More recently, the World Health Organisation has issued guidelines on basic training and safety in chiropractic, which state:
“Chiropractic is a health care profession concerned with the diagnosis, treatment and prevention of disorders of the neuromusculoskeletal system and the effects of these disorders on general health. There is an emphasis on manual techniques, including joint adjustment and/or manipulation, with a particular focus on the subluxation…
“The concepts and principles that distinguish and differentiate the philosophy of chiropractic from other health care professions are of major significance to most chiropractors and strongly influence their attitude and approach towards health care…
“A majority of practitioners within the profession would maintain that the philosophy of chiropractic includes, but is not limited to, concepts of holism, vitalism, naturalism, conservatism, humanism and ethics…
“The relationship between structure especially the spine and musculoskeletal system, and function, especially as coordinated by the nervous system, is central to chiropractic and its approach to the restoration and preservation of health…
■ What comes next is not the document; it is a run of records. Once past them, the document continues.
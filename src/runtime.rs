//! Cooperative control loop.
//!
//! Glues the [`NodeService`] to its adapters.  One thread owns everything;
//! the only cross-thread input is the [`LinkQueue`].
//!
//! Per tick:
//!
//! 1. drain the link queue (connects, disconnects, commands)
//! 2. sample both sensors (may block for a few ms)
//! 3. drain the link queue again, so a command that arrived during the
//!    blocking reads is recorded before evaluation
//! 4. evaluate buzzer + arbitration and write actuators
//! 5. push telemetry to the peer, if one is connected
//!
//! Between ticks [`ControlLoop::poll`] keeps draining the queue so remote
//! commands take effect within one poll interval rather than one tick.

use core::sync::atomic::{AtomicBool, Ordering};

use log::{debug, info, warn};

use crate::app::events::{AppEvent, TelemetryData};
use crate::app::ports::{ActuatorPort, ClockPort, EventSink, RemoteLinkPort, SensorPort};
use crate::app::service::NodeService;
use crate::config::NodeConfig;
use crate::error::LinkError;
use crate::link::{LinkEvent, LinkQueue};

// ── Shutdown request ─────────────────────────────────────────

static SHUTDOWN_REQUESTED: AtomicBool = AtomicBool::new(false);

/// Ask the control loop to park the outputs and stop.  Safe to call from
/// any task.
pub fn request_shutdown() {
    SHUTDOWN_REQUESTED.store(true, Ordering::Release);
}

pub fn shutdown_requested() -> bool {
    SHUTDOWN_REQUESTED.load(Ordering::Acquire)
}

#[cfg(test)]
pub(crate) fn clear_shutdown_request() {
    SHUTDOWN_REQUESTED.store(false, Ordering::Release);
}

// ── ControlLoop ──────────────────────────────────────────────

pub struct ControlLoop<'q, H, L, C, S> {
    service: NodeService,
    hw: H,
    link: L,
    clock: C,
    sink: S,
    queue: &'q LinkQueue,
    tick_interval_ms: u64,
    poll_interval_ms: u32,
    next_tick_ms: u64,
}

impl<'q, H, L, C, S> ControlLoop<'q, H, L, C, S>
where
    H: SensorPort + ActuatorPort,
    L: RemoteLinkPort,
    C: ClockPort,
    S: EventSink,
{
    pub fn new(config: &NodeConfig, hw: H, link: L, clock: C, sink: S, queue: &'q LinkQueue) -> Self {
        Self {
            service: NodeService::new(config),
            hw,
            link,
            clock,
            sink,
            queue,
            tick_interval_ms: u64::from(config.tick_interval_ms),
            poll_interval_ms: config.link_poll_interval_ms,
            next_tick_ms: 0,
        }
    }

    /// Apply the boot directive and open the link for connections.  The
    /// first tick runs on the next [`poll`](Self::poll).
    pub fn start(&mut self) {
        self.service.start(&mut self.hw, &mut self.sink);
        self.link.advertise();
        self.next_tick_ms = self.clock.now_ms();
    }

    /// One scheduler pass: service the link, then tick if due.  Returns
    /// `true` when a tick ran.
    pub fn poll(&mut self) -> bool {
        self.service_link();

        let now = self.clock.now_ms();
        if now < self.next_tick_ms {
            return false;
        }
        self.run_tick();

        // Skip missed slots instead of bursting to catch up.
        self.next_tick_ms += self.tick_interval_ms;
        let now = self.clock.now_ms();
        if self.next_tick_ms <= now {
            self.next_tick_ms = now + self.tick_interval_ms;
        }
        true
    }

    /// Poll until `should_stop` returns `true`, then shut down.  `idle` is
    /// called between passes with the configured poll interval.
    pub fn run_until(&mut self, mut should_stop: impl FnMut() -> bool, mut idle: impl FnMut(u32)) {
        info!("Control loop running ({} ms tick)", self.tick_interval_ms);
        while !should_stop() {
            self.poll();
            idle(self.poll_interval_ms);
        }
        self.shutdown();
    }

    /// Park outputs.  Pending link events are discarded.
    pub fn shutdown(&mut self) {
        let dropped = self.queue.drain(|_| {});
        if dropped > 0 {
            debug!("Shutdown: discarded {} pending link events", dropped);
        }
        self.service.shutdown(&mut self.hw, &mut self.sink);
    }

    /// Drain every pending link event.  Returns how many were handled.
    pub fn service_link(&mut self) -> usize {
        let queue = self.queue;
        queue.drain(|event| self.dispatch(event))
    }

    fn dispatch(&mut self, event: LinkEvent) {
        match event {
            LinkEvent::Connected { conn_id } => {
                self.link.on_peer_connected(conn_id);
                self.sink.emit(&AppEvent::PeerConnected(conn_id));
            }
            LinkEvent::Disconnected => {
                // Mode and any pending override survive link churn.
                self.link.on_peer_disconnected();
                self.link.advertise();
                self.sink.emit(&AppEvent::PeerDisconnected);
            }
            LinkEvent::Write { payload, at_ms } => {
                self.service
                    .handle_payload(&payload, at_ms, &mut self.hw, &mut self.sink);
            }
        }
    }

    fn run_tick(&mut self) {
        let snapshot = self.hw.read_all();
        self.service_link();

        let now = self.clock.now_ms();
        let telemetry = self
            .service
            .tick(now, &snapshot, &mut self.hw, &mut self.sink);

        if let Some(t) = telemetry {
            self.sink.emit(&AppEvent::Telemetry(t));
            self.publish(&t);
        }
    }

    fn publish(&mut self, telemetry: &TelemetryData) {
        if !self.link.is_connected() {
            return;
        }
        let payload = telemetry.link_payload();
        match self.link.notify(&payload) {
            Ok(()) => {}
            Err(LinkError::NotConnected) => debug!("Telemetry skipped: peer gone"),
            Err(e) => warn!("Telemetry notify failed: {}", e),
        }
    }

    // ── Accessors ─────────────────────────────────────────────

    pub fn service(&self) -> &NodeService {
        &self.service
    }

    pub fn hw(&self) -> &H {
        &self.hw
    }

    pub fn hw_mut(&mut self) -> &mut H {
        &mut self.hw
    }

    pub fn link(&self) -> &L {
        &self.link
    }

    pub fn link_mut(&mut self) -> &mut L {
        &mut self.link
    }

    pub fn sink(&self) -> &S {
        &self.sink
    }

    pub fn clock(&self) -> &C {
        &self.clock
    }
}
“It is hypothesised that significant neurophysiological consequences may occur as a result of mechanical spinal functional disturbances, described by chiropractors as subluxation and the vertebral subluxation complex.” World Health Organisation, WHO Guidelines on basic training and safety in chiropractic, 2005. ISBN 92 4 159371 7
And from Gatterman: “Research has clearly demonstrated that pathologic changes of the spinal column, which we call the subluxation complex, may exist without symptoms… In summary, it is clearly inappropriate to equate the subluxation complex with low back pain… Moreover, it is important to understand that treatment of the subluxation complex does not end merely because back pain resolves.” Gatterman M.I., Foundations of Chiropractic, Subluxation, 2nd Ed. 2005, Ch. 9, pp. 201-202.
The above statements do support the contentions that the subluxation complex is a particular focus of holistic chiropractic care, and that the subluxation complex can exist without symptoms, meaning that pain cannot be used as the sole rationale for care. And, also, that it is inappropriate to equate subluxation complex with low back pain, and that it is important to understand that treatment of subluxation complex does not end merely because back pain resolves.
These statements taken from the scientific literature, international chiropractic professional consensus and guidelines, do not support the contention that the purpose of chiropractic is to provide manual analgesia, in fact, based on these statements, it would be illogical, unethical and unscientific to describe chiropractic as such, and therefore illogical, unscientific and unethical to persecute colleagues who endorse and adhere to them.